Grenfell cladding cropped.jpg


[edit] Overview

On 18 June 2018, Housing Secretary James Brokenshire announced a consultation on banning the use of combustible materials on the external walls of residential buildings which are 18 m or more tall. This is despite the fact that the Hackitt review of the building regulations and fire safety, final report did not recommend such a ban, and the cladding used on Grenfell Tower did not comply with the existing building regulations and so should not have been used.

The consultation is inviting views on proposals to revise the building regulations to ban the use of combustible materials in the inner leaf, insulation and cladding of the external walls of residential buildings which are 18 m or more tall, and whether only materials in the top two European classes for fire performance should be allowed over the entire external wall system, with limited exemptions covering parts of the wall, such as paint, that do not present a significant risk.

The government repeated advice that the clearest ways of ensuring an external wall system resists external fire spread are either for all of the relevant elements of the wall to be Class A1 or Class A2, or to use an external wall system which can be shown to have passed a large-scale test conducted to BS8414. The government pointed out that whilst Dame Judith Hackitt did not propose an outright ban, she did suggest that using products which are non-combustible or of limited combustibility was the lower risk option rather than undergoing a full system test.

James Brokenshire said; ”I have listened carefully to concerns and I intend to ban the use of combustible materials on the external walls of high-rise residential buildings, subject to consultation… I believe that the changes on which we are consulting will offer even greater certainty to concerned residents and to the construction industry.”

A separate consultation was carried out into banning or restricting the use of desktop studies to assess the fire performance of cladding systems.

The consultation closed on 14 August 2018.

[edit] RIBA submission

In August 2018, the RIBA submitted evidence to the government's consultation on the banning of combustible materials in the external walls of high-rise residential buildings. They suggested that the only way to ensure that such buildings are safe and fit for the future, is a complete ban.

Contrary to those arguing for Class A2 products of 'limited combustibility' to continue to be permitted, the RIBA state that Class A1 'non-combustible' certification is the way forward. They also 'strongly recommend' that the ban is extended to include any high-rise buildings, not just residential.

Adrian Dobson, Executive Director Professional Services at the Royal Institute of British Architects said:

“Continuing to allow materials of ‘limited combustibility’ (A2 classification) is unacceptable in the wake of the tragedy at Grenfell Tower and the evidence from the UK and around the world that these materials do not provide adequate protection for the public.

"There is a lot of confusion in the industry over what materials are, and should be, permitted on both new buildings and in the retro-fitting of existing buildings. Banning these materials is the first step towards restoring the trust in our regulatory system and the building industry.”


[edit] Updates

[edit] August 2018

In August 2018, the UK's human rights watchdog, the Equality and Human Rights Commission wrote to MHCLG outlining its concerns that the government is breaching human rights obligations by failing to address the systemic problems that led to the Grenfell Tower tragedy, chiefly the continued use of combustible cladding.

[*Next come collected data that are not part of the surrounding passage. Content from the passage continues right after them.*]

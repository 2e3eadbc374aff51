//! Greediness parameter for restricted candidate lists.

use rand::Rng;
use serde::{Deserialize, Serialize};

use crate::error::{GraspError, Result};

const ALPHA_MIN: f64 = 1e-6;
const ALPHA_MAX: f64 = 0.99999;

/// RCL greediness: `1` keeps only the best candidates, `0` admits all.
///
/// A range is sampled uniformly once per construction. Either form is
/// clamped into `[1e-6, 0.99999]` after drawing.
///
/// Serialized untagged, so TOML accepts `alpha = 0.8` as well as
/// `alpha = { low = 0.2, high = 1.0 }`.
///
/// # Examples
///
/// ```
/// use rand::SeedableRng;
/// use rand::rngs::StdRng;
/// use u_grasp::constructive::Alpha;
///
/// let mut rng = StdRng::seed_from_u64(7);
/// let a = Alpha::range(0.2, 0.4).draw(&mut rng);
/// assert!((0.2..=0.4).contains(&a));
/// assert_eq!(Alpha::Fixed(1.0).draw(&mut rng), 0.99999);
/// ```
#[derive(Debug, Clone, Copy, PartialEq, Serialize, Deserialize)]
#[serde(untagged)]
pub enum Alpha {
    /// The same alpha for every construction.
    Fixed(f64),
    /// Uniformly drawn from `[low, high]` for every construction.
    Range {
        /// Lower bound.
        low: f64,
        /// Upper bound.
        high: f64,
    },
}

impl Default for Alpha {
    fn default() -> Self {
        Self::Range {
            low: 0.0,
            high: 1.0,
        }
    }
}

impl Alpha {
    /// Shorthand for [`Alpha::Range`].
    pub fn range(low: f64, high: f64) -> Self {
        Self::Range { low, high }
    }

    /// Draws the alpha used for one construction.
    pub fn draw<R: Rng>(&self, rng: &mut R) -> f64 {
        let raw = match *self {
            Self::Fixed(a) => a,
            Self::Range { low, high } => low + rng.random::<f64>() * (high - low),
        };
        raw.clamp(ALPHA_MIN, ALPHA_MAX)
    }

    /// Checks bounds lie in `[0, 1]` and ranges are ordered.
    pub fn validate(&self) -> Result<()> {
        let (low, high) = match *self {
            Self::Fixed(a) => (a, a),
            Self::Range { low, high } => (low, high),
        };
        if !(0.0..=1.0).contains(&low) || !(0.0..=1.0).contains(&high) {
            return Err(GraspError::Config(format!(
                "alpha bounds must lie in [0, 1], got [{low}, {high}]"
            )));
        }
        if low > high {
            return Err(GraspError::Config(format!(
                "alpha range is inverted: low {low} > high {high}"
            )));
        }
        Ok(())
    }
}

impl From<f64> for Alpha {
    fn from(a: f64) -> Self {
        Self::Fixed(a)
    }
}

impl From<(f64, f64)> for Alpha {
    fn from((low, high): (f64, f64)) -> Self {
        Self::Range { low, high }
    }
}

The Commission expressed concerns that the consultation on the ban does not include any reference to the duty to protect lives enshrined under article 2 of the European Convention on Human Rights and schedule 1 to the Human Rights Act 1998.

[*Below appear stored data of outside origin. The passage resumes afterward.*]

//! First-improvement neighborhood search over correlated pairs.
//!
//! # Algorithm
//!
//! 1. Recompute the tour's cost bookkeeping and build the
//!    [`CorrelatedNeighbors`] lists.
//! 2. Each pass shuffles the customers; for every customer `u` it shuffles
//!    `u`'s candidates and, for each candidate `v`, tries the moves of
//!    [`Move::CATALOG`] in order. The first move the acceptance rule takes
//!    is applied and the scan moves on to the next `v`. If none is taken and
//!    `v` directly follows the depot, the first three moves are retried with
//!    the depot as `v`.
//! 3. Stop after a pass without any accepted move, after `max_passes`
//!    passes, or once the acceptance rule is frozen.
//!
//! # Complexity
//!
//! Each pass evaluates O(n · k) pairs with O(1) deltas (k = candidates per
//! customer); every accepted move costs an O(n) cost refresh.
//!
//! # Reference
//!
//! Mladenović, N. & Hansen, P. (1997). "Variable neighborhood search",
//! *Computers & Operations Research* 24(11), 1097-1100.

use rand::rngs::StdRng;
use rand::seq::SliceRandom;
use rand::SeedableRng;
use tracing::{debug, trace};

use super::acceptance::{Acceptance, Annealing, Descent};
use super::moves::Move;
use super::neighbors::CorrelatedNeighbors;
use crate::distance::DistanceMatrix;
use crate::error::Result;
use crate::models::{Problem, Solution, Tour};

/// Outcome of one [`LocalSearch::improve`] call.
#[derive(Debug, Clone, Copy, PartialEq)]
pub struct SearchStats {
    /// Passes started over the customers.
    pub passes: usize,
    /// Accepted moves.
    pub moves: usize,
    /// Cost before the search.
    pub initial_cost: f64,
    /// Cost after the search.
    pub final_cost: f64,
}

/// Improves a complete tour in place.
pub trait Improver {
    /// Short identifier used in logs.
    fn name(&self) -> &str;

    /// Runs at most `max_passes` passes over `tour`, which must link every
    /// city of `problem`.
    fn improve(&mut self, tour: &mut Tour, problem: &Problem, max_passes: usize) -> SearchStats;
}

/// Local search parameterized by its acceptance rule.
///
/// # Examples
///
/// ```
/// use u_grasp::local_search::VariableNeighborhoodDescent;
///
/// let rows = vec![
///     vec![0.0, 1.0, 1.5, 1.0],
///     vec![1.0, 0.0, 1.0, 1.5],
///     vec![1.5, 1.0, 0.0, 1.0],
///     vec![1.0, 1.5, 1.0, 0.0],
/// ];
/// let mut vnd = VariableNeighborhoodDescent::new(42);
/// let sol = vnd.solve(&[0, 2, 1, 3], rows, 100).unwrap();
/// assert!((sol.cost - 4.0).abs() < 1e-10);
/// assert!(vnd.n_moves() >= 1);
/// ```
#[derive(Debug, Clone)]
pub struct LocalSearch<A> {
    acceptance: A,
    rng: StdRng,
    n_moves: usize,
    history: Option<Vec<Vec<usize>>>,
}

/// Descent accepting only strict improvements.
pub type VariableNeighborhoodDescent = LocalSearch<Descent>;
/// Search under a Metropolis cooling schedule.
pub type SimulatedAnnealing = LocalSearch<Annealing>;

impl<A: Acceptance> LocalSearch<A> {
    pub fn with_acceptance(acceptance: A, seed: u64) -> Self {
        Self {
            acceptance,
            rng: StdRng::seed_from_u64(seed),
            n_moves: 0,
            history: None,
        }
    }

    /// Records the closed tour after every accepted move.
    pub fn with_history(mut self, enabled: bool) -> Self {
        self.history = enabled.then(Vec::new);
        self
    }

    /// Tours recorded by the last search, empty unless history is enabled.
    pub fn history(&self) -> &[Vec<usize>] {
        self.history.as_deref().unwrap_or(&[])
    }

    /// Accepted moves in the last search.
    pub fn n_moves(&self) -> usize {
        self.n_moves
    }

    pub fn acceptance(&self) -> &A {
        &self.acceptance
    }

    /// Improves a complete tour in place.
    ///
    /// # Panics
    ///
    /// Panics if `tour` does not link every city of `problem`.
    pub fn improve(&mut self, tour: &mut Tour, problem: &Problem, max_passes: usize) -> SearchStats {
        assert!(
            tour.is_complete() && tour.capacity() == problem.n(),
            "local search needs a complete tour over {} cities",
            problem.n()
        );
        let d = problem.matrix();
        tour.calc_costs(d);
        let initial_cost = tour.cost();

        self.n_moves = 0;
        self.acceptance.reset();
        if let Some(history) = self.history.as_mut() {
            history.clear();
        }

        let mut neighbors = CorrelatedNeighbors::build(d, tour.depot());
        let mut customers: Vec<usize> = (0..problem.n()).filter(|&i| !tour.is_depot(i)).collect();

        let mut passes = 0;
        while passes < max_passes && !self.acceptance.frozen() {
            passes += 1;
            let before = self.n_moves;
            customers.shuffle(&mut self.rng);
            for &u in &customers {
                let candidates = neighbors.candidates_mut(u);
                candidates.shuffle(&mut self.rng);
                for &v in candidates.iter() {
                    self.try_pair(tour, d, u, v);
                }
            }
            if self.n_moves == before {
                break;
            }
        }

        let stats = SearchStats {
            passes,
            moves: self.n_moves,
            initial_cost,
            final_cost: tour.cost(),
        };
        debug!(
            event = "search_end",
            acceptance = self.acceptance.name(),
            passes,
            moves = stats.moves,
            initial_cost,
            final_cost = stats.final_cost,
        );
        stats
    }

    fn try_pair(&mut self, tour: &mut Tour, d: &DistanceMatrix, u: usize, v: usize) -> bool {
        if self.try_moves(&Move::CATALOG, tour, d, u, v) {
            return true;
        }
        let vp = tour.prev(v);
        tour.is_depot(vp) && self.try_moves(&Move::DEPOT_FALLBACK, tour, d, u, vp)
    }

    fn try_moves(
        &mut self,
        moves: &[Move],
        tour: &mut Tour,
        d: &DistanceMatrix,
        u: usize,
        v: usize,
    ) -> bool {
        for &mv in moves {
            let Some(delta) = mv.delta(tour, d, u, v) else {
                continue;
            };
            if !self.acceptance.accept(delta, &mut self.rng) {
                continue;
            }
            mv.apply(tour, u, v);
            tour.calc_costs(d);
            self.n_moves += 1;
            self.acceptance.on_accepted();
            trace!(event = "move", kind = mv.name(), u, v, delta, cost = tour.cost());
            if let Some(history) = self.history.as_mut() {
                history.push(tour.solution());
            }
            return true;
        }
        false
    }

    /// One-shot form: validates `rows` and `sequence`, improves the tour,
    /// and returns its snapshot.
    ///
    /// `sequence` may be open (`n` entries) or closed (depot repeated at the
    /// end); its first element becomes the depot.
    ///
    /// # Errors
    ///
    /// [`GraspError::InvalidInput`](crate::error::GraspError::InvalidInput)
    /// for a malformed matrix or a sequence that is not a permutation.
    pub fn solve(
        &mut self,
        sequence: &[usize],
        rows: Vec<Vec<f64>>,
        max_passes: usize,
    ) -> Result<Solution> {
        let problem = Problem::from_rows(rows)?;
        let mut tour = Tour::from_sequence(sequence, problem.n())?;
        self.improve(&mut tour, &problem, max_passes);
        Ok(Solution::from_tour(&tour))
    }
}

impl<A: Acceptance> Improver for LocalSearch<A> {
    fn name(&self) -> &str {
        self.acceptance.name()
    }

    fn improve(&mut self, tour: &mut Tour, problem: &Problem, max_passes: usize) -> SearchStats {
        LocalSearch::improve(self, tour, problem, max_passes)
    }
}

impl VariableNeighborhoodDescent {
    pub fn new(seed: u64) -> Self {
        Self::with_acceptance(Descent, seed)
    }
}

impl SimulatedAnnealing {
    /// # Errors
    ///
    /// [`GraspError::Config`](crate::error::GraspError::Config) for an
    /// invalid cooling schedule.
    pub fn new(t_start: f64, t_final: f64, decay: f64, seed: u64) -> Result<Self> {
        Ok(Self::with_acceptance(
            Annealing::new(t_start, t_final, decay)?,
            seed,
        ))
    }
}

The Commission said; “Combustible cladding is still present in many other buildings as well, including schools, leisure centres and hospitals. Estimates of the number of buildings affected run into the thousands, with the estimated costs of replacing combustible materials running into many millions of pounds. All those costs stem from the state’s failure to provide a building construction and fire safety system that is fit for purpose.”


[edit] October 2018

On 1 October 2018, the government confirmed that it would ban the use of combustible materials on the external walls of high-rise residential buildings. The ban is to also apply to hospitals, care homes and student accommodation over 18 m-tall. (Hotels and office buildings are to be exempt due to their different evacuation strategies and lower risks.)

Confirming the ban at the annual Conservative Party conference, Communities Secretary James Brokenshire said that it would be delivered through changes to the Building Regulations to be brought forward in late-autumn 2018. This will limit materials available for such applications to products that achieve a European classification of Class A1 or A2.

In response, the RIBA said; "It is good news that the Government has acted on the RIBA’s recommendations to ban combustible cladding on high-rise residential buildings over 18 m ... However, toxic smoke inhalation from the burning cladding very likely contributed to the disproportionately high loss of life at the Grenfell Tower disaster. Permitting all products classified as A2 does not place any limits on toxic smoke production and flaming particles/droplets. In our view, this is not an adequate response to the tragic loss of life and might still put the public and the fire and rescue authorities at unnecessary risk.”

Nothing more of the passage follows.